* _What to do_: Give back exactly the lines of the data below, starting with the line that has "pub enum IndexError" and going on through the line that has "tokio::fs::rename(&tmp, &self.path).await?;".
#### Records to use ####
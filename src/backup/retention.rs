//! Backup retention sweep.
//!
//! # Responsibilities
//! - Periodically remove backups past the retention window
//! - Tolerate missing artifact files and per-record failures
//!
//! # Design Decisions
//! - The cutoff is exclusive: a record created exactly `retention_days` ago
//!   is retained
//! - The index is persisted once per sweep, and only when something was
//!   removed

use chrono::{DateTime, Utc};
use serde::Serialize;
use std::sync::Arc;
use tokio::sync::broadcast;
use tokio::time;

use crate::backup::manager::BackupManager;
use crate::backup::record::BackupRecord;

/// Summary of one retention sweep.
#[derive(Debug, Clone, Default, Serialize)]
pub struct SweepOutcome {
    /// Records removed from the index.
    pub removed: usize,
    /// Bytes of artifact data freed.
    pub bytes_freed: u64,
}

/// A record is expired when it was created strictly before the cutoff.
pub fn is_expired(record: &BackupRecord, cutoff: DateTime<Utc>) -> bool {
    record.created_at < cutoff
}

/// Retention loop. Runs one sweep per interval until shutdown.
pub(crate) async fn run_retention_loop(
    manager: Arc<BackupManager>,
    mut shutdown: broadcast::Receiver<()>,
) {
    let interval = std::time::Duration::from_secs(manager.config().sweep_interval_secs);
    tracing::info!(
        interval_secs = interval.as_secs(),
        retention_days = manager.config().retention_days,
        "Retention sweep loop starting"
    );

    loop {
        tokio::select! {
            _ = time::sleep(interval) => {
                let outcome = manager.sweep_retention().await;
                if outcome.removed > 0 {
                    tracing::info!(
                        removed = outcome.removed,
                        bytes_freed = outcome.bytes_freed,
                        "Retention sweep removed expired backups"
                    );
                }
            }
            _ = shutdown.recv() => {
                tracing::info!("Retention sweep loop stopped");
                break;
            }
        }
    }
}
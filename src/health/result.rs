//! Probe result type and latency classification.

use chrono::{DateTime, Utc};
use serde::Serialize;

use crate::health::status::HealthStatus;

/// Outcome of one probe against one backend. Immutable once created.
#[derive(Debug, Clone, Serialize)]
pub struct HealthCheckResult {
    /// Backend identifier.
    pub backend: String,
    /// Classified status.
    pub status: HealthStatus,
    /// Round-trip latency in milliseconds, measured around the probe call.
    pub latency_ms: u64,
    /// When the probe completed.
    pub timestamp: DateTime<Utc>,
    /// Human-readable summary.
    pub message: String,
    /// Optional structured detail reported by the adapter.
    pub detail: Option<serde_json::Value>,
    /// Error text when the probe failed.
    pub error: Option<String>,
}

impl HealthCheckResult {
    /// Build a result for a probe that connected, classifying its latency
    /// against the backend's thresholds.
    pub fn from_latency(
        backend: &str,
        latency_ms: u64,
        warn_ms: u64,
        critical_ms: u64,
        detail: Option<serde_json::Value>,
    ) -> Self {
        let status = classify_latency(latency_ms, warn_ms, critical_ms);
        let message = match status {
            HealthStatus::Healthy => format!("responding in {latency_ms}ms"),
            HealthStatus::Warning => {
                format!("degraded: {latency_ms}ms (warn threshold {warn_ms}ms)")
            }
            _ => format!("slow: {latency_ms}ms (critical threshold {critical_ms}ms)"),
        };
        Self {
            backend: backend.to_string(),
            status,
            latency_ms,
            timestamp: Utc::now(),
            message,
            detail,
            error: None,
        }
    }

    /// Build a critical result for a probe that could not complete.
    pub fn from_failure(backend: &str, latency_ms: u64, error: String) -> Self {
        Self {
            backend: backend.to_string(),
            status: HealthStatus::Critical,
            latency_ms,
            timestamp: Utc::now(),
            message: format!("probe failed: {error}"),
            detail: None,
            error: Some(error),
        }
    }
}

/// Classify a successful probe's latency.
///
/// Below warn → healthy; at or above warn but below critical → warning;
/// at or above critical → critical.
pub fn classify_latency(latency_ms: u64, warn_ms: u64, critical_ms: u64) -> HealthStatus {
    if latency_ms >= critical_ms {
        HealthStatus::Critical
    } else if latency_ms >= warn_ms {
        HealthStatus::Warning
    } else {
        HealthStatus::Healthy
    }
}
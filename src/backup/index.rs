//! Durable backup index storage.
//!
//! # Responsibilities
//! - Load the full record list at startup
//! - Persist the full record list on every mutation
//!
//! # Design Decisions
//! - Whole-list save keeps the durable file a consistent mirror
//! - Writes go to a temp file then rename, so a crashed save never
//!   truncates the previous index

use async_trait::async_trait;
use std::path::PathBuf;
use thiserror::Error;

use crate::backup::record::BackupRecord;

/// Error from index persistence.
#[derive(Debug, Error)]
pub enum IndexError {
    #[error("IO error: {0}")]
    Io(#[from] std::io::Error),

    #[error("serialization error: {0}")]
    Serde(#[from] serde_json::Error),
}

/// Durable storage for the backup index.
#[async_trait]
pub trait BackupIndexStore: Send + Sync {
    async fn load_all(&self) -> Result<Vec<BackupRecord>, IndexError>;

    async fn save_all(&self, records: &[BackupRecord]) -> Result<(), IndexError>;
}

/// JSON-file implementation of the index store.
#[derive(Debug, Clone)]
pub struct JsonIndexStore {
    path: PathBuf,
}

impl JsonIndexStore {
    pub fn new(path: impl Into<PathBuf>) -> Self {
        Self { path: path.into() }
    }
}

#[async_trait]
impl BackupIndexStore for JsonIndexStore {
    async fn load_all(&self) -> Result<Vec<BackupRecord>, IndexError> {
        match tokio::fs::read(&self.path).await {
            Ok(bytes) => Ok(serde_json::from_slice(&bytes)?),
            Err(e) if e.kind() == std::io::ErrorKind::NotFound => Ok(Vec::new()),
            Err(e) => Err(e.into()),
        }
    }

    async fn save_all(&self, records: &[BackupRecord]) -> Result<(), IndexError> {
        if let Some(parent) = self.path.parent() {
            tokio::fs::create_dir_all(parent).await?;
        }

        let json = serde_json::to_vec_pretty(records)?;
        let tmp = self.path.with_extension("json.tmp");
        tokio::fs::write(&tmp, &json).await?;
        tokio::fs::rename(&tmp, &self.path).await?;
        Ok(())
    }
}
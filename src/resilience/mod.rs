//! Resilience helpers.
//!
//! # Design Decisions
//! - Every probe has a deadline; a timed-out probe is a connection failure
//! - Recovery retries back off exponentially with jitter
//! - Scheduled-backup failures use a fixed, configured backoff instead

pub mod backoff;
####
* _Response to the task_:
pub enum IndexError {
    #[error("IO error: {0}")]
    Io(#[from] std::io::Error),

    #[error("serialization error: {0}")]
    Serde(#[from] serde_json::Error),
}

/// Durable storage for the backup index.
#[async_trait]
pub trait BackupIndexStore: Send + Sync {
    async fn load_all(&self) -> Result<Vec<BackupRecord>, IndexError>;

    async fn save_all(&self, records: &[BackupRecord]) -> Result<(), IndexError>;
}

/// JSON-file implementation of the index store.
#[derive(Debug, Clone)]
pub struct JsonIndexStore {
    path: PathBuf,
}

impl JsonIndexStore {
    pub fn new(path: impl Into<PathBuf>) -> Self {
        Self { path: path.into() }
    }
}

#[async_trait]
impl BackupIndexStore for JsonIndexStore {
    async fn load_all(&self) -> Result<Vec<BackupRecord>, IndexError> {
        match tokio::fs::read(&self.path).await {
            Ok(bytes) => Ok(serde_json::from_slice(&bytes)?),
            Err(e) if e.kind() == std::io::ErrorKind::NotFound => Ok(Vec::new()),
            Err(e) => Err(e.into()),
        }
    }

    async fn save_all(&self, records: &[BackupRecord]) -> Result<(), IndexError> {
        if let Some(parent) = self.path.parent() {
            tokio::fs::create_dir_all(parent).await?;
        }

        let json = serde_json::to_vec_pretty(records)?;
        let tmp = self.path.with_extension("json.tmp");
        tokio::fs::write(&tmp, &json).await?;
        tokio::fs::rename(&tmp, &self.path).await?;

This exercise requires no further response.